Politischer Konflikt in Ecuador: Jugendreporter Felix stand unter Hausarrest
von Felix Szabó, 19 Jahre
CUENCA/ECUADOR. Ich arbeite zurzeit als Freiwilliger in Ecuador in einem Jugendzentrum. Dort stehen vor allem die Themen sexuelle Aufklärung und Gewaltprävention auf dem Programm. So auch am Donnerstag vor elf Tagen. Da plötzlich kommt Unruhe auf, die Kollegen versammeln sich aufgeregt vor dem Fernseher und reden wild durcheinander. Da mein Spanisch noch nicht perfekt ist, muss ich fragen, was da los ist. Polizeiaufstand, das ist los.
Als Reaktion auf die Streichung einiger Boni und Vergünstigungen rebelliert die Polizei. Immer wieder wird eine flammende Rede des Präsidenten gezeigt, während der er sich vor aufgebrachter Menge das Hemd aufreißt, um zu zeigen, dass er keine kugelsichere Weste trägt. „Wenn ihr den Präsidenten töten wollt, hier steht er. Tötet mich!“, schreit er. Beim Versuch das Gelände zu verlassen, wird er verletzt und in ein Polizeikrankenhaus gebracht, das er offenbar nicht frei verlassen kann. In Folge sind die Flughäfen der beiden größten Städte des Landes blockiert, die Polizei stellt weitgehend die Arbeit ein, und es gibt Berichte über randalierende Polizisten.

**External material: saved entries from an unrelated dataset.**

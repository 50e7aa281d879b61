//! MIME content type handling.

use std::collections::HashMap;
use std::fmt;

/// MIME content type with parameters.
#[derive(Debug, Clone, PartialEq, Eq)]
pub struct ContentType {
    /// Main type (e.g., "text", "image", "multipart").
    pub main_type: String,
    /// Subtype (e.g., "plain", "html", "jpeg").
    pub sub_type: String,
    /// Parameters (e.g., charset=utf-8, boundary=xxx).
    pub parameters: HashMap<String, String>,
}

impl ContentType {
    /// Creates a new content type.
    #[must_use]
    pub fn new(main_type: impl Into<String>, sub_type: impl Into<String>) -> Self {
        Self {
            main_type: main_type.into(),
            sub_type: sub_type.into(),
            parameters: HashMap::new(),
        }
    }

    /// Creates a text/plain content type.
    #[must_use]
    pub fn text_plain() -> Self {
        Self::new("text", "plain")
    }

    /// Adds a parameter.
    #[must_use]
    pub fn with_parameter(mut self, key: impl AsRef<str>, value: impl Into<String>) -> Self {
        self.parameters
            .insert(key.as_ref().to_ascii_lowercase(), value.into());
        self
    }

    /// Returns the charset parameter if present.
    #[must_use]
    pub fn charset(&self) -> Option<&str> {
        self.parameters.get("charset").map(String::as_str)
    }

    /// Returns the `name` parameter if present.
    #[must_use]
    pub fn name(&self) -> Option<&str> {
        self.parameters.get("name").map(String::as_str)
    }

    /// Returns the `type/subtype` pair without parameters.
    #[must_use]
    pub fn mime_type(&self) -> String {
        format!("{}/{}", self.main_type, self.sub_type)
    }

    /// Checks the type and subtype, ignoring case.
    #[must_use]
    pub fn matches(&self, main_type: &str, sub_type: &str) -> bool {
        self.main_type.eq_ignore_ascii_case(main_type) && self.sub_type.eq_ignore_ascii_case(sub_type)
    }

    /// Checks if this is a text content type.
    #[must_use]
    pub fn is_text(&self) -> bool {
        self.main_type.eq_ignore_ascii_case("text")
    }
}

impl fmt::Display for ContentType {
    fn fmt(&self, f: &mut fmt::Formatter<'_>) -> fmt::Result {
        let main = &self.main_type;
        let sub = &self.sub_type;
        write!(f, "{main}/{sub}")?;

        let mut parameters: Vec<_> = self.parameters.iter().collect();
        parameters.sort();
        for (key, value) in parameters {
            // Quote value if it contains special characters
            if value.contains(|c: char| c.is_whitespace() || "()<>@,;:\\\"/[]?=".contains(c)) {
                write!(f, "; {key}=\"{value}\"")?;
            } else {
                write!(f, "; {key}={value}")?;
            }
        }

        Ok(())
    }
}

#[cfg(test)]
#[allow(clippy::unwrap_used, clippy::redundant_clone, clippy::manual_string_new, clippy::needless_collect, clippy::unreadable_literal, clippy::used_underscore_items, clippy::similar_names)]
mod tests {
    use super::*;

    #[test]
    fn test_content_type_new() {
        let ct = ContentType::new("text", "plain");
        assert_eq!(ct.main_type, "text");
        assert_eq!(ct.sub_type, "plain");
        assert!(ct.parameters.is_empty());
    }

    #[test]
    fn test_content_type_matches() {
        let ct = ContentType::new("TEXT", "Plain").with_parameter("CHARSET", "utf-8");
        assert!(ct.matches("text", "PLAIN"));
        assert!(ct.is_text());
        assert_eq!(ct.charset(), Some("utf-8"));
        assert_eq!(ct.mime_type(), "TEXT/Plain");
    }

    #[test]
    fn test_content_type_display() {
        let ct = ContentType::new("text", "html")
            .with_parameter("CHARSET", "utf-8")
            .with_parameter("format", "flowed");
        assert_eq!(ct.to_string(), "text/html; charset=utf-8; format=flowed");
    }

    #[test]
    fn test_content_type_display_quotes_specials() {
        let ct = ContentType::new("application", "pdf").with_parameter("name", "a b.pdf");
        assert_eq!(ct.to_string(), "application/pdf; name=\"a b.pdf\"");
    }
}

Kurz nach zwölf Uhr trifft eine SMS meiner Organisation ein: „Es gibt ein politisches Problem.“ Darauf folgt die Bitte, sich nach Hause fahren zu lassen und dort zu bleiben. Ungewöhnliche Anweisungen für jemanden, der aus Deutschland kommt, dem Land des Dauernormalzustands.
Mein Chef nimmt mich mit zu sich, später fährt er mich nach Hause, wobei er einen großen Bogen um das Zentrum macht. Ich sehe nichts Besonderes, aber auch keine Polizei. Gar keine, das ist schon ungewöhnlich. Um halb drei erhalten wir die Sicherheitsanweisung, das Haus bis auf weiteres nicht zu verlassen außer zur Versorungssicherung.
Tote bei Schusswechsel
Am Abend wird die Anweisung das Haus nicht zu verlassen, bis auf Sonntag festgesetzt, drei Tage nicht raus! Zum Glück habe ich Internet und kann meiner Familie Bescheid sagen, dass es mir gut geht. Und ich kann die Nachrichten beobachten, auch wenn alle Fernsehkanäle nur noch das Programm des staatlichen Senders zeigen.
Am Morgen des Freitags sind im Fernsehen Bilder der Befreiung des Präsidenten aus dem Krankenhaus zu sehen, bei den Schusswechseln gibt es Verletzte und Tote. Ansonsten scheint die Lage bereits bedeutend ruhiger zu sein, in Cuenca selbst passiert offenbar gar nichts.
Auch am Sonnabend stelle ich mich aufs Nichtstun ein, doch vormittags kommt der erlösende Anruf. Wir dürfen raus. Ich treffe mich mit meinen Freunden in der Stadt. Tatsächlich ist das Militär hier präsent: Gelangweilt stehen sieben Soldaten vor dem Gebäude der Provinzregierung. Die einzigen, die etwas agiler wirken, ist eine „Spezialeinheit“: die fröhlich spielende Militärkapelle. Damit fällt die Sorge um meine Sicherheit endgültig von mir ab.